Die Akteure in der Humanforschung (Forschende, Forschungsteilnehmende, Vollzugsbehörden und Öffentlichkeit) werden in Bildern vorgestellt und deren Aufgaben und Verantwortlichkeiten erläutert. Dies soll dem besseren Verständnis der Funktionsweise des Humanforschungsgesetzes dienen.  

Interaktionsmodell

  • Beziehung Forschungsteilnehmende – Forschende

    Die Beziehung zwischen Forschungsteilnehmenden und Forschenden steht im Zentrum der Humanforschungsregelung. Forschungsteilnehmende setzen sich im Interesse der Forschenden und der Forschung Risiken und Belastungen aus. Um die Teilnehmenden zu schützen, definiert die Regelung insbesondere Pflichten der Forschenden sowie Rechte der Teilnehmenden.

  • Rechtliche Grundlagen

    Die Humanforschung wird in der Schweiz auf drei Ebenen geregelt. In der Bundesverfassung sind übergeordnete Grundsätze zum Schutz des Menschen in der Forschung definiert. Mit dem HFG wird der Gesetzgebungsauftrag des Verfassungsartikels umgesetzt; es formuliert die grundlegenden Anforderungen, die bei der Forschung am Menschen zu beachten sind. Die Vorgaben des HFG werden in drei Verordnungen für die Praxis konkretisiert.

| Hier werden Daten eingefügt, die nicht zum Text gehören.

//! Expense categories, owned by a user.

use chrono::{DateTime, Utc};
use sea_orm::entity::prelude::*;
use serde::Serialize;

#[derive(Clone, Debug, PartialEq, Serialize)]
#[serde(rename_all = "camelCase")]
pub struct Category {
    pub id: String,
    pub user_id: String,
    pub name: String,
    pub description: Option<String>,
    pub created_at: DateTime<Utc>,
    pub updated_at: DateTime<Utc>,
}

#[derive(Clone, Debug, PartialEq, DeriveEntityModel)]
#[sea_orm(table_name = "categories")]
pub struct Model {
    #[sea_orm(primary_key, auto_increment = false)]
    pub id: String,
    pub user_id: String,
    pub name: String,
    pub description: Option<String>,
    pub created_at: DateTimeUtc,
    pub updated_at: DateTimeUtc,
}

#[derive(Copy, Clone, Debug, EnumIter, DeriveRelation)]
pub enum Relation {
    #[sea_orm(
        belongs_to = "super::users::Entity",
        from = "Column::UserId",
        to = "super::users::Column::Id",
        on_update = "NoAction",
        on_delete = "Cascade"
    )]
    User,
}

impl Related<super::users::Entity> for Entity {
    fn to() -> RelationDef {
        Relation::User.def()
    }
}

impl ActiveModelBehavior for ActiveModel {}

impl From<Model> for Category {
    fn from(model: Model) -> Self {
        Self {
            id: model.id,
            user_id: model.user_id,
            name: model.name,
            description: model.description,
            created_at: model.created_at,
            updated_at: model.updated_at,
        }
    }
}
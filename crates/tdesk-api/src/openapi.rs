//! # OpenAPI Specification Assembly
//!
//! Assembles all utoipa-documented routes into a single OpenAPI spec.
//! Serves at `/openapi.json`.

use axum::routing::get;
use axum::{Json, Router};
use utoipa::OpenApi;

use crate::state::AppState;

/// Assembled OpenAPI spec for the entire API surface.
#[derive(OpenApi)]
#[openapi(
    info(
        title = "TDesk API",
        version = "0.3.0",
        description = "Travel-request management: users and identity documents, the verification gate, notice-policy evaluation, request lifecycle, policy configuration, dashboards, and mail templates.",
        license(name = "MIT")
    ),
    paths(
        // Users & documents
        crate::routes::users::create_user,
        crate::routes::users::list_users,
        crate::routes::users::get_user,
        crate::routes::users::upload_document,
        crate::routes::users::approve_document,
        crate::routes::users::reject_document,
        crate::routes::users::verification_status,
        // Requests
        crate::routes::requests::create_request,
        crate::routes::requests::list_requests,
        crate::routes::requests::get_request,
        crate::routes::requests::approve_request,
        crate::routes::requests::reject_request,
        crate::routes::requests::cancel_request,
        crate::routes::requests::book_request,
        crate::routes::requests::close_request,
        // Policy
        crate::routes::policy::get_policy,
        crate::routes::policy::put_policy,
        crate::routes::policy::put_notice_rule,
        // Dashboard
        crate::routes::dashboard::summary,
        // Mail templates
        crate::routes::mail_templates::list_templates,
        crate::routes::mail_templates::create_template,
        crate::routes::mail_templates::get_template,
        crate::routes::mail_templates::update_template,
        crate::routes::mail_templates::delete_template,
    ),
    components(schemas(
        // Records
        crate::state::UserRecord,
        crate::state::MailTemplateRecord,
        // Error types
        crate::error::ErrorBody,
        crate::error::ErrorDetail,
        // User DTOs
        crate::routes::users::CreateUserRequest,
        crate::routes::users::UploadDocumentRequest,
        crate::routes::users::DocumentDecisionRequest,
        // Request DTOs
        crate::routes::requests::SubmitTravelRequest,
        crate::routes::requests::LifecycleActionRequest,
        // Policy DTOs
        crate::routes::policy::SetNoticeRuleRequest,
        // Dashboard DTOs
        crate::routes::dashboard::DashboardSummary,
    )),
    tags(
        (name = "users", description = "User accounts, identity documents, verification gate"),
        (name = "requests", description = "Travel request submission and lifecycle"),
        (name = "policy", description = "Travel policy configuration"),
        (name = "dashboard", description = "Aggregated reporting"),
        (name = "mail_templates", description = "Notification template CRUD"),
    )
)]
pub struct ApiDoc;

/// Build the OpenAPI router.
///
/// Serves the OpenAPI JSON spec at `/openapi.json`.
pub fn router() -> Router<AppState> {
    Router::new().route("/openapi.json", get(openapi_json))
}

/// GET /openapi.json — Return the generated OpenAPI specification.
async fn openapi_json() -> Json<utoipa::openapi::OpenApi> {
    Json(ApiDoc::openapi())
}
//! # tdesk-api — Axum HTTP Service for the TDesk Stack
//!
//! HTTP surface over the travel-desk domain: users and their identity
//! documents, travel requests and their lifecycle, policy configuration,
//! dashboard aggregation, and mail templates.
//!
//! ## API Surface
//!
//! | Prefix                  | Module                       | Domain            |
//! |-------------------------|------------------------------|-------------------|
//! | `/v1/users/*`           | [`routes::users`]            | Users & documents |
//! | `/v1/requests/*`        | [`routes::requests`]         | Travel requests   |
//! | `/v1/policy*`           | [`routes::policy`]           | Policy config     |
//! | `/v1/dashboard/*`       | [`routes::dashboard`]        | Reporting         |
//! | `/v1/mail-templates/*`  | [`routes::mail_templates`]   | Mail templates    |
//!
//! ## Middleware Stack (execution order)
//!
//! ```text
//! TraceLayer → TrafficStats → AuthMiddleware → Handler
//! ```
//!
//! ## OpenAPI
//!
//! Auto-generated spec via utoipa derive macros at `/openapi.json`.

pub mod auth;
pub mod error;
pub mod extractors;
pub mod middleware;
pub mod openapi;
pub mod routes;
pub mod state;

use axum::middleware::from_fn;
use axum::Router;
use tower_http::trace::TraceLayer;

use crate::auth::AuthConfig;
use crate::middleware::stats::TrafficStats;
use crate::state::AppState;

/// Assemble the full application router with all routes and middleware.
///
/// Health probes (`/health/*`) are mounted outside the auth middleware
/// so they remain accessible without credentials.
pub fn app(state: AppState) -> Router {
    let auth_config = AuthConfig {
        token: state.config.auth_token.clone(),
    };
    let stats = TrafficStats::new();

    // Authenticated API routes.
    let api = Router::new()
        .merge(routes::users::router())
        .merge(routes::requests::router())
        .merge(routes::policy::router())
        .merge(routes::dashboard::router())
        .merge(routes::mail_templates::router())
        .merge(openapi::router())
        .layer(from_fn(auth::auth_middleware))
        .layer(from_fn(middleware::stats::track_traffic))
        .layer(TraceLayer::new_for_http())
        .layer(axum::Extension(auth_config))
        .layer(axum::Extension(stats.clone()))
        .with_state(state);

    // Unauthenticated health probes and traffic counters.
    let health = Router::new()
        .route("/health/liveness", axum::routing::get(liveness))
        .route("/health/readiness", axum::routing::get(readiness))
        .route(
            "/health/stats",
            axum::routing::get(middleware::stats::stats_handler),
        )
        .layer(axum::Extension(stats));

    Router::new().merge(health).merge(api)
}

/// Liveness probe — always returns 200 if the process is running.
async fn liveness() -> &'static str {
    "ok"
}

/// Readiness probe — returns 200 when the application is ready to serve.
async fn readiness() -> &'static str {
    "ready"
}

  • Vollzug und Koordination

    Die Vollzugsbehörden haben die Aufgabe, die Tätigkeiten der Forschenden zu kontrollieren bzw. für die Einhaltung der gesetzlichen Vorgaben zu sorgen. Die Vollzugsbehörden sind in der Schweiz föderal auf Kantons- und Bundesebene angesiedelt. Die kantonalen Ethikkommissionen sind für die Prüfung und Bewilligung aller Forschungsgesuche sowie die Überwachung der Projekte zuständig. Je nach Art des Projekts müssen zudem Swissmedic, das Bundesamt für Gesundheit oder das Bundesamt für Umwelt in das Bewilligungsverfahren einbezogen werden. Die Koordinationsstelle für die Forschung am Menschen (kofam) hat den gesetzlichen Auftrag, den Vollzug zu harmonisieren und so für Rechtssicherheit und günstige Rahmenbedingungen für die Forschung in der Schweiz zu sorgen. Hierfür stellt sie den regelmässigen Austausch zwischen Vollzugsbehörden und mit den Forschenden sicher. Die kofam ist beim BAG angesiedelt. Zudem hatten sich die kantonalen Ethikkommissionen bereits vor Inkraftsetzung des HFG zu einem Dachverband („swissethics“) zusammengeschlossen, der ebenfalls Koordinationsaufgaben wahrnimmt.

  • Forschungsresultate

    Forschung definiert das HFG als methodengeleitete Suche nach verallgemeinerbaren Erkenntnissen. Diese Erkenntnisse sind der eigentliche Zweck der Forschung. Im Bereich der Humanforschung geht es dabei um biologisch-medizinische Grundlagenforschung sowie insbesondere um die Erforschung von Krankheiten mit dem Ziel, deren Therapiemöglichkeiten zu verbessern. Das HFG trägt zur Qualität dieser Erkenntnisse bei, indem es einerseits wissenschaftliche Anforderungen definiert, deren Einhaltung behördlich überprüft wird. Zum anderen trägt das HFG durch die Pflicht zur Registrierung klinischer Studien zur Transparenz der Forschung bei. Die Öffentlichkeit wie insbesondere auch die Fachwelt erhalten so ebenfalls die Möglichkeit, die Qualität der Forschung in der Schweiz zu beurteilen.

  • Kontext

    Die Humanforschung in der Schweiz ist in ein vielschichtiges nationales und internationales Umfeld eingebettet. Alle damit verbundenen Faktoren haben einen Einfluss auf die Forschung und damit auch auf die Wirksamkeit der Humanforschungsregelung.